◆ **PROVIDED RECORDS**
++++++++
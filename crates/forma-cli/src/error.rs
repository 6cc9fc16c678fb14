//! CLI-layer errors: everything that can stop a command, with the
//! message, suggestions, and exit code decided in one place.

use owo_colors::OwoColorize;
use thiserror::Error;
use tracing::error;

use forma_adapters::AdapterError;
use forma_core::error::{ErrorCategory, FormaError};
use forma_core::pipeline::PipelineError;

/// Result type alias for CLI operations.
pub type CliResult<T> = Result<T, CliError>;

#[derive(Debug, Error)]
pub enum CliError {
    /// User input failed validation outside clap (values clap cannot check).
    #[error("Invalid input: {message}")]
    InvalidInput { message: String },

    /// The NAME argument cannot be used as a project name.
    #[error("Invalid project name '{name}': {reason}")]
    InvalidProjectName { name: String, reason: String },

    /// A configuration file or environment override could not be used.
    #[error("Configuration error: {message}")]
    ConfigError { message: String },

    /// Anything the pipeline refused: bad config, cycles, conflicts,
    /// plugin failures. Wrapped so suggestions and exit codes can be
    /// derived from the core error's own category.
    #[error("Generation failed: {0}")]
    Core(#[from] FormaError),

    /// Filesystem adapter failure while scanning or writing output.
    #[error("Output failed: {0}")]
    Adapter(#[from] AdapterError),

    /// Any other I/O failure.
    #[error("I/O error: {message}")]
    IoError {
        message: String,
        #[source]
        source: std::io::Error,
    },
}

impl From<std::io::Error> for CliError {
    fn from(err: std::io::Error) -> Self {
        CliError::IoError {
            message: err.to_string(),
            source: err,
        }
    }
}

impl From<PipelineError> for CliError {
    fn from(err: PipelineError) -> Self {
        CliError::Core(err.into())
    }
}

impl From<forma_core::domain::DomainError> for CliError {
    fn from(err: forma_core::domain::DomainError) -> Self {
        CliError::Core(err.into())
    }
}

impl CliError {
    /// What the user can do about it; printed under the message.
    pub fn suggestions(&self) -> Vec<String> {
        match self {
            Self::InvalidInput { message } => vec![
                format!("Input was rejected: {message}"),
                "See --help for accepted values".into(),
            ],

            Self::InvalidProjectName { name, reason } => vec![
                format!("'{name}' cannot be used: {reason}"),
                "Names may use letters, digits, hyphens, and underscores".into(),
                "Examples: my-app, my_api, app123".into(),
            ],

            Self::ConfigError { message } => vec![
                format!("Configuration problem: {message}"),
                "Check forma.toml for syntax errors".into(),
            ],

            Self::Core(e) => e.suggestions(),
            Self::Adapter(e) => e.suggestions(),

            Self::IoError { .. } => {
                vec!["Check filesystem permissions and available space".into()]
            }
        }
    }

    /// Exit code for this error (see the table in `main.rs`).
    pub fn exit_code(&self) -> u8 {
        match self {
            Self::InvalidInput { .. } | Self::InvalidProjectName { .. } => 2,
            Self::ConfigError { .. } => 4,
            // A plugin the render needs is absent: "not found", not bad input.
            Self::Core(FormaError::Pipeline(
                PipelineError::UnknownPlugin { .. } | PipelineError::MissingDependency { .. },
            )) => 3,
            Self::Core(e) => match e.category() {
                ErrorCategory::Validation => 2,
                ErrorCategory::Internal => 1,
            },
            Self::Adapter(AdapterError::NonEmptyTarget { .. }) => 2,
            Self::Adapter(_) | Self::IoError { .. } => 1,
        }
    }

    /// Emit a structured log event for this error.
    pub fn log(&self) {
        error!(error = %self, exit_code = self.exit_code(), "command failed");
    }

    /// Render message plus suggestions for stderr.
    pub fn render(&self, colored: bool) -> String {
        let mut out = if colored {
            format!("{} {self}\n", "error:".red().bold())
        } else {
            format!("error: {self}\n")
        };

        let suggestions = self.suggestions();
        if !suggestions.is_empty() {
            out.push('\n');
            for s in suggestions {
                if colored {
                    out.push_str(&format!("  {}\n", s.dimmed()));
                } else {
                    out.push_str(&format!("  {s}\n"));
                }
            }
        }
        out
    }
}

#[cfg(test)]
mod tests {
    use super::*;

    #[test]
    fn input_errors_exit_2() {
        let err = CliError::InvalidInput {
            message: "bad".into(),
        };
        assert_eq!(err.exit_code(), 2);
    }

    #[test]
    fn config_errors_exit_4() {
        let err = CliError::ConfigError {
            message: "broken toml".into(),
        };
        assert_eq!(err.exit_code(), 4);
    }

    #[test]
    fn missing_plugin_exits_3() {
        let err: CliError = PipelineError::MissingDependency {
            plugin: "a".into(),
            dependency: "b".into(),
        }
        .into();
        assert_eq!(err.exit_code(), 3);

        let err: CliError = PipelineError::UnknownPlugin { id: "ghost".into() }.into();
        assert_eq!(err.exit_code(), 3);
    }

    #[test]
    fn other_pipeline_validation_errors_exit_2() {
        let err: CliError = PipelineError::FileConflict {
            path: "package.json".into(),
            plugins: vec!["a".into(), "b".into()],
        }
        .into();
        assert_eq!(err.exit_code(), 2);
    }

    #[test]
    fn render_includes_message_and_suggestions() {
        let err = CliError::InvalidProjectName {
            name: "..".into(),
            reason: "it starts with '.'".into(),
        };
        let rendered = err.render(false);
        assert!(rendered.starts_with("error:"));
        assert!(rendered.contains("starts with"));
        assert!(rendered.contains("my-app"));
    }
}
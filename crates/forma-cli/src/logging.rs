//! Logging setup for the CLI process.
//!
//! `forma-core` and `forma-adapters` emit tracing events but never
//! install a subscriber; this is the one place a subscriber is built.
//! The verbosity flags pick the default level (warn; `-v` info, `-vv`
//! debug, `-vvv` trace, `--quiet` error); a `RUST_LOG` value replaces
//! the whole filter when present.

use std::io::IsTerminal as _;

use tracing_subscriber::EnvFilter;

use crate::cli::GlobalArgs;

/// Install the global tracing subscriber. Call once, before the first
/// tracing macro fires.
pub fn init_logging(args: &GlobalArgs) -> anyhow::Result<()> {
    let filter = match EnvFilter::try_from_default_env() {
        Ok(from_env) => from_env,
        Err(_) => EnvFilter::new(default_directives(args)),
    };

    tracing_subscriber::fmt()
        .with_env_filter(filter)
        .with_target(false)
        .with_ansi(!args.no_color && std::io::stderr().is_terminal())
        .with_writer(std::io::stderr)
        .try_init()
        .map_err(|e| anyhow::anyhow!("tracing subscriber already installed: {e}"))
}

/// One directive per workspace crate, all at the flag-derived level.
fn default_directives(args: &GlobalArgs) -> String {
    let level = if args.quiet {
        "error"
    } else {
        match args.verbose {
            0 => "warn",
            1 => "info",
            2 => "debug",
            _ => "trace",
        }
    };

    ["forma_cli", "forma_core", "forma_adapters"]
        .map(|krate| format!("{krate}={level}"))
        .join(",")
}

#[cfg(test)]
mod tests {
    use super::*;
    use crate::cli::{GlobalArgs, OutputFormat};

    fn args(verbose: u8, quiet: bool) -> GlobalArgs {
        GlobalArgs {
            verbose,
            quiet,
            no_color: true,
            config: None,
            output_format: OutputFormat::Auto,
        }
    }

    #[test]
    fn directives_cover_every_workspace_crate() {
        let directives = default_directives(&args(0, false));
        assert_eq!(
            directives,
            "forma_cli=warn,forma_core=warn,forma_adapters=warn"
        );
    }

    #[test]
    fn verbosity_scales_the_level() {
        assert!(default_directives(&args(1, false)).contains("forma_core=info"));
        assert!(default_directives(&args(2, false)).contains("forma_core=debug"));
        assert!(default_directives(&args(5, false)).contains("forma_core=trace"));
    }

    #[test]
    fn quiet_wins_over_verbose() {
        assert!(default_directives(&args(3, true)).contains("forma_core=error"));
    }
}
++++++++
◆ **WHAT IS NEEDED**
In the records above, find each line holding "true" and copy it.

◆ **YOUR RESPONSE**
            no_color: true,
        assert!(default_directives(&args(3, true)).contains("forma_core=error"));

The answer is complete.